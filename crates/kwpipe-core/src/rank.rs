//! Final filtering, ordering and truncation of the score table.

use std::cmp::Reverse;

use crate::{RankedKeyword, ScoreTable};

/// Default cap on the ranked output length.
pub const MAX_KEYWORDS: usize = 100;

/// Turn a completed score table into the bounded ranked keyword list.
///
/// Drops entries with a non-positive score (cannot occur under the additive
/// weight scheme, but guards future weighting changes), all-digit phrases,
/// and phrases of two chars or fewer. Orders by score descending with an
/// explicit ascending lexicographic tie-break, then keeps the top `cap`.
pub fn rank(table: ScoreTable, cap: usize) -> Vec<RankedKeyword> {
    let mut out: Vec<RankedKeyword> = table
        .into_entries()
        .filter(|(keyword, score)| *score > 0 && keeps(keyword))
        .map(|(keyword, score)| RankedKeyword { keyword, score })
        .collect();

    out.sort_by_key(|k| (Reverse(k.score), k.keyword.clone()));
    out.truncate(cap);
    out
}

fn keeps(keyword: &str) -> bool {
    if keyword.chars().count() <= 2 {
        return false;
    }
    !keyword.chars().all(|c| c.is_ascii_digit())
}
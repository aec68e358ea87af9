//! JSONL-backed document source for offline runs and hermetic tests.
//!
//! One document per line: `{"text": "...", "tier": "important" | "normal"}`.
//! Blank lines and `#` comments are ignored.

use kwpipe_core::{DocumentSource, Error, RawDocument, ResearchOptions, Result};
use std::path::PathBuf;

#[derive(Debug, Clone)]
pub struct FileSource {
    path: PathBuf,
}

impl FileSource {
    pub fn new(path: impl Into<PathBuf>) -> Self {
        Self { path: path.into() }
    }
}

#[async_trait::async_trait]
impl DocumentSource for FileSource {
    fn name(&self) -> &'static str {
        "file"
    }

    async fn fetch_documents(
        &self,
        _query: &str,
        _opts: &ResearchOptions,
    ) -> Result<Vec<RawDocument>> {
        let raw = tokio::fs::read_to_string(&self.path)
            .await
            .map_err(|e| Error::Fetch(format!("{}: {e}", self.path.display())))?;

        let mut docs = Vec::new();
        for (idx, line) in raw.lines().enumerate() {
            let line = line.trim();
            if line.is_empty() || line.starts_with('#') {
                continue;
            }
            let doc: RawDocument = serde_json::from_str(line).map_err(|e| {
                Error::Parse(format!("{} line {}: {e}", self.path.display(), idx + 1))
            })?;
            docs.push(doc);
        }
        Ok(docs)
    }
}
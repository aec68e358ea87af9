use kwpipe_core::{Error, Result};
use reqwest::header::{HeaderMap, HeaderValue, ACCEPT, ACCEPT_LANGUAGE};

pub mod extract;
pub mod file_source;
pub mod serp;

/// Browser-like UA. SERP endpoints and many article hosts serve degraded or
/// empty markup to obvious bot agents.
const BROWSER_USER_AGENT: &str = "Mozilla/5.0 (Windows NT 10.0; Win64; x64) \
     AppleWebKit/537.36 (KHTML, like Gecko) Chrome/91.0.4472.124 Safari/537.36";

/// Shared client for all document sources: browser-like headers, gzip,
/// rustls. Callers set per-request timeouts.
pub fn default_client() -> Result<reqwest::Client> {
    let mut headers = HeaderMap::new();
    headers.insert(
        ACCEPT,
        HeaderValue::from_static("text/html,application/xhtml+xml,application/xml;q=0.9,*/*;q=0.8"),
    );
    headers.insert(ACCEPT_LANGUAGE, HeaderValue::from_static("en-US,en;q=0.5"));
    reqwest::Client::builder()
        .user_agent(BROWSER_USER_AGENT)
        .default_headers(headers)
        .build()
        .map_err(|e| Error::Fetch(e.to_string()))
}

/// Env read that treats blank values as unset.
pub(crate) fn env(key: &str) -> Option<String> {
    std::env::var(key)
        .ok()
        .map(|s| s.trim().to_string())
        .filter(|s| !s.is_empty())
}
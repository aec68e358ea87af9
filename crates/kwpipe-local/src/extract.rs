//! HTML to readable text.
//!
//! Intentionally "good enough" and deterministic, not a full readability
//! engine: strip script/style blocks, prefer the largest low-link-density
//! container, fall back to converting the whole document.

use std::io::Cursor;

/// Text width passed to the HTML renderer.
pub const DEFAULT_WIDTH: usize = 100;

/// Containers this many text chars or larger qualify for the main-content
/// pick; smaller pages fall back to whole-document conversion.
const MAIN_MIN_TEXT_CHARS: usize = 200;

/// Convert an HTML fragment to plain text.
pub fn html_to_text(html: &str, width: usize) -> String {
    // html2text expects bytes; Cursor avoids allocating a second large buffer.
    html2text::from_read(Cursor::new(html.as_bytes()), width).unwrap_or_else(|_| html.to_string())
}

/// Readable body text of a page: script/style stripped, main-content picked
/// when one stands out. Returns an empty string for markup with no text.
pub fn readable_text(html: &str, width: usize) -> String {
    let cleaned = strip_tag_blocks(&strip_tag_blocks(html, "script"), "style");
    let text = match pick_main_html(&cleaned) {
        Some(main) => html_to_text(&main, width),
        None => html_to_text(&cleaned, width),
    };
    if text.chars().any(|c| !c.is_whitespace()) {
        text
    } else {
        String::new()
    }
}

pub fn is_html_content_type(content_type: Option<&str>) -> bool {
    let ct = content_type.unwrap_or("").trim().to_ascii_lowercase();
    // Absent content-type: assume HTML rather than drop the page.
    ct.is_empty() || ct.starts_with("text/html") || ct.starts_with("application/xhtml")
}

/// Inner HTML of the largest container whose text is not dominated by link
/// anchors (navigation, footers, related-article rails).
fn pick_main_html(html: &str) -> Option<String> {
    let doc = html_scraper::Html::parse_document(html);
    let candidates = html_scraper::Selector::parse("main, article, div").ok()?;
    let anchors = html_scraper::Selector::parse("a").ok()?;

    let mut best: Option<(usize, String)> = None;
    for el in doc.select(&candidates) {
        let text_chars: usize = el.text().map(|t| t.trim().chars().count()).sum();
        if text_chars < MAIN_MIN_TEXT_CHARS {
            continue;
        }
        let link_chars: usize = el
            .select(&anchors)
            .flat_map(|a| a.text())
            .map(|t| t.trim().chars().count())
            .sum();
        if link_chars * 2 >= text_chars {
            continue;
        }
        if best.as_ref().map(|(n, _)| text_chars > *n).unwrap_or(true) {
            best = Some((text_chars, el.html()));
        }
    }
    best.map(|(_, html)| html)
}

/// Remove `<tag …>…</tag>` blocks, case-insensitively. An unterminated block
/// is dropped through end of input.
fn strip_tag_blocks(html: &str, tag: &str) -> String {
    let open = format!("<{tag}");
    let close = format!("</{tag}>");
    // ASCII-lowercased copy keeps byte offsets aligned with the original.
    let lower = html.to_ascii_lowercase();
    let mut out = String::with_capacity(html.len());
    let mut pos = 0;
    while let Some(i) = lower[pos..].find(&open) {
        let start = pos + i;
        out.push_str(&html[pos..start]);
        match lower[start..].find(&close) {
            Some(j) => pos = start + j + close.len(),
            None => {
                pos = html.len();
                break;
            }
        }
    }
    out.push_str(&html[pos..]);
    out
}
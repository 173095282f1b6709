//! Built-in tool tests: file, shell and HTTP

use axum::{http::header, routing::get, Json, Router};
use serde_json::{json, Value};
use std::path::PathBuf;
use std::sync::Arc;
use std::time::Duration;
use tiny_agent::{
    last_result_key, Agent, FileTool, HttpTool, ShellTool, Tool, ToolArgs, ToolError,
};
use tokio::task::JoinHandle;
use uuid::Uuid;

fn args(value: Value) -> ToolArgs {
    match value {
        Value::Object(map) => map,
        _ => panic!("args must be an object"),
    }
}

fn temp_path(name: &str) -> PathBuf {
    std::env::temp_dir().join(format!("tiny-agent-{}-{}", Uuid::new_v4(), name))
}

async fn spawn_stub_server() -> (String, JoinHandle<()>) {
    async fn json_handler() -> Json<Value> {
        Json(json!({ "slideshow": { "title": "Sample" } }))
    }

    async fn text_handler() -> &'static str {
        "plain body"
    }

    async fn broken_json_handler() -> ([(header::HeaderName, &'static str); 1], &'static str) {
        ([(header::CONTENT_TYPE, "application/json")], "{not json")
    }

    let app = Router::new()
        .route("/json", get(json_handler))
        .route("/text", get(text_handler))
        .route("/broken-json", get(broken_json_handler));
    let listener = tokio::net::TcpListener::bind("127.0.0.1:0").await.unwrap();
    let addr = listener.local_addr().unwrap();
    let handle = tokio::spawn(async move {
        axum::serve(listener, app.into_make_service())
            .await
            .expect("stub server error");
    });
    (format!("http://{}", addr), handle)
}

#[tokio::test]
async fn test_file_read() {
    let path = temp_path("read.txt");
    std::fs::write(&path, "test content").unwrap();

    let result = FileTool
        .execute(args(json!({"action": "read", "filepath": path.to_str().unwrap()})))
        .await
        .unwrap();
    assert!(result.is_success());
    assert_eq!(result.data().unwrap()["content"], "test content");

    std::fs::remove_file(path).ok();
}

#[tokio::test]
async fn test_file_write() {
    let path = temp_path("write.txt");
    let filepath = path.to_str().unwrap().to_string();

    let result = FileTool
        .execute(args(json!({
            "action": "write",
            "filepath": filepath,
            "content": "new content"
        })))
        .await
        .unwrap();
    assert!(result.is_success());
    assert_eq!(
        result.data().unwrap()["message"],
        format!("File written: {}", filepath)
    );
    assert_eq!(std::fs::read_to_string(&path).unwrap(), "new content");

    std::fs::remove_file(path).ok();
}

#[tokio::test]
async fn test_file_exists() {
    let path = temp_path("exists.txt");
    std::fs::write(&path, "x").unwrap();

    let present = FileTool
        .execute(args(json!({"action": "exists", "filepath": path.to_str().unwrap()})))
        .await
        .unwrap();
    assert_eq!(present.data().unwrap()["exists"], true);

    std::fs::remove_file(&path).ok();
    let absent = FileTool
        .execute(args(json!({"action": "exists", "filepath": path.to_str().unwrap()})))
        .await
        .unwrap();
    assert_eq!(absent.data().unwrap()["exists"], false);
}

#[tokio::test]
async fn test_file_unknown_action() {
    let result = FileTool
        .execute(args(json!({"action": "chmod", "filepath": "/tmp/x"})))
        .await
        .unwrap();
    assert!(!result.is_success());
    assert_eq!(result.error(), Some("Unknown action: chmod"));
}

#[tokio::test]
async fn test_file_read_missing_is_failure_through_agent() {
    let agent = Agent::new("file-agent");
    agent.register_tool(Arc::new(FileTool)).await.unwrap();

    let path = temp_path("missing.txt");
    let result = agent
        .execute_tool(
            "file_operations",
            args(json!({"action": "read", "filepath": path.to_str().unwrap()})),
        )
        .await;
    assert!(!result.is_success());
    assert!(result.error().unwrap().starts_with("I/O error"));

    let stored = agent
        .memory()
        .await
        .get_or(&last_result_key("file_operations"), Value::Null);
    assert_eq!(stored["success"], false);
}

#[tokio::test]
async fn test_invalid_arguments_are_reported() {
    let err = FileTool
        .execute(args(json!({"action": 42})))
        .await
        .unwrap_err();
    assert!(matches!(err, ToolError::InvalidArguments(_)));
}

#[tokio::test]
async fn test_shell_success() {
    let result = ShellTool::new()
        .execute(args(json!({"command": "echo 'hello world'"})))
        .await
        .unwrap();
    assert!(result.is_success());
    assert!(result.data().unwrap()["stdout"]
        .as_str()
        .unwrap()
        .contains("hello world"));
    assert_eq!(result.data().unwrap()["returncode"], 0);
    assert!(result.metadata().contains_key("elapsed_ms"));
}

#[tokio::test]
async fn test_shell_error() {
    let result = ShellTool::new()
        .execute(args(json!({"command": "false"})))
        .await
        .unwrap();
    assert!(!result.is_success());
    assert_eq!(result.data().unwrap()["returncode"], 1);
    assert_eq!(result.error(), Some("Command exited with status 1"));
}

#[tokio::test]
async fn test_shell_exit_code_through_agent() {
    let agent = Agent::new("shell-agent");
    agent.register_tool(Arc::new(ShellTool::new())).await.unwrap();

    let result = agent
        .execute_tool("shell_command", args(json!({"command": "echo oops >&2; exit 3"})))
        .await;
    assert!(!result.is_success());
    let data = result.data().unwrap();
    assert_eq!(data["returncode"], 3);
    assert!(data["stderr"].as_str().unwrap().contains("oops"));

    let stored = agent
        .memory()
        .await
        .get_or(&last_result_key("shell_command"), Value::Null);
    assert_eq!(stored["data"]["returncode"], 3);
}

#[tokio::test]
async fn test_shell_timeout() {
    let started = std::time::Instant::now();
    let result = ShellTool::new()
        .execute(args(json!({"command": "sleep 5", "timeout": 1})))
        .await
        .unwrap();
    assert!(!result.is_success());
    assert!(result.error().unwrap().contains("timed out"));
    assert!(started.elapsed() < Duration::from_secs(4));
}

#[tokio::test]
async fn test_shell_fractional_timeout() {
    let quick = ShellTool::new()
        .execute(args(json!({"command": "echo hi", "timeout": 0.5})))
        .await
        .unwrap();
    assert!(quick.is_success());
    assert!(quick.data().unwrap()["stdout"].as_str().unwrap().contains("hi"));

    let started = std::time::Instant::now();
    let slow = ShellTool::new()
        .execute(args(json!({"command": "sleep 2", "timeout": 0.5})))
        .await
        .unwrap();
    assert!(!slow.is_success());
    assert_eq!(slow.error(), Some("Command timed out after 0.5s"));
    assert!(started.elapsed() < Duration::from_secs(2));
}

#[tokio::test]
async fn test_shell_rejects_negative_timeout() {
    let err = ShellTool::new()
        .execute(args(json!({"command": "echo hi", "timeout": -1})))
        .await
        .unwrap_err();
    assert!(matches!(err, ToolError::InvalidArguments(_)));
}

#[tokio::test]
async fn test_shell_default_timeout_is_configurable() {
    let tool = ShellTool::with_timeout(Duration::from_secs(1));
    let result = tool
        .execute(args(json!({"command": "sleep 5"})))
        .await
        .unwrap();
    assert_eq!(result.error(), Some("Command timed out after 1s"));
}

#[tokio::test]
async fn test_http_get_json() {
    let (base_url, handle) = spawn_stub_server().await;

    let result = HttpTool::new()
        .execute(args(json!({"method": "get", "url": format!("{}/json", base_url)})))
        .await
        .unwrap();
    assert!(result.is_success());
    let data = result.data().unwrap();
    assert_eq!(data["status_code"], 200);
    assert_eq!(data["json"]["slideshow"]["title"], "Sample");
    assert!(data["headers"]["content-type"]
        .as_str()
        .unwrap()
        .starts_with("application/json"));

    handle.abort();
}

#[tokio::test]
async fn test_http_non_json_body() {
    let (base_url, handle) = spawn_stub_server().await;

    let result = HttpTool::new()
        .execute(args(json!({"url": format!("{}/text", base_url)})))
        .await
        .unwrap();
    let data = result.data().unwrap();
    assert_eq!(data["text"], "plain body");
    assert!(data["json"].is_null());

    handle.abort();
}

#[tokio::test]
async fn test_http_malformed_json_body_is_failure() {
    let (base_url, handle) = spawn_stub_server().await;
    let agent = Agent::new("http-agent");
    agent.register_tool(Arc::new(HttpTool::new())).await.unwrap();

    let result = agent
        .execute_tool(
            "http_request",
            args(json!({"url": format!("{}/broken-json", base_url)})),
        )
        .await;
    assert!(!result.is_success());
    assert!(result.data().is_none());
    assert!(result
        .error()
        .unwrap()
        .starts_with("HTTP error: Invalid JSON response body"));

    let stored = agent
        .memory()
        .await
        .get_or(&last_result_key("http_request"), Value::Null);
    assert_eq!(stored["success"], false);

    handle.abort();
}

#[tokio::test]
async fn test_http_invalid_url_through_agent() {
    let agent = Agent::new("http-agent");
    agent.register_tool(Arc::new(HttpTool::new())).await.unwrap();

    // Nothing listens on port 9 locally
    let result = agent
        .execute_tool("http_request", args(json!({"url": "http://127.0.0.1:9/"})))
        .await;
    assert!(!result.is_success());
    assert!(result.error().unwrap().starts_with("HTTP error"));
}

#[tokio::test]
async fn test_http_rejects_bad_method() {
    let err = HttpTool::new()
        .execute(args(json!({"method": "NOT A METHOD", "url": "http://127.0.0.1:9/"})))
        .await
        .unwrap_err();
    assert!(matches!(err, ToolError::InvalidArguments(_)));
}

■ Exercise goal ■
Repeat, word for word, the lines above between the line holding "pub fn readable_text(html: &str, width: usize)" and the line holding "dominated by link", inclusive; omit everything else.

■ Exercise answer ■
pub fn readable_text(html: &str, width: usize) -> String {
    let cleaned = strip_tag_blocks(&strip_tag_blocks(html, "script"), "style");
    let text = match pick_main_html(&cleaned) {
        Some(main) => html_to_text(&main, width),
        None => html_to_text(&cleaned, width),
    };
    if text.chars().any(|c| !c.is_whitespace()) {
        text
    } else {
        String::new()
    }
}

pub fn is_html_content_type(content_type: Option<&str>) -> bool {
    let ct = content_type.unwrap_or("").trim().to_ascii_lowercase();
    // Absent content-type: assume HTML rather than drop the page.
    ct.is_empty() || ct.starts_with("text/html") || ct.starts_with("application/xhtml")
}

/// Inner HTML of the largest container whose text is not dominated by link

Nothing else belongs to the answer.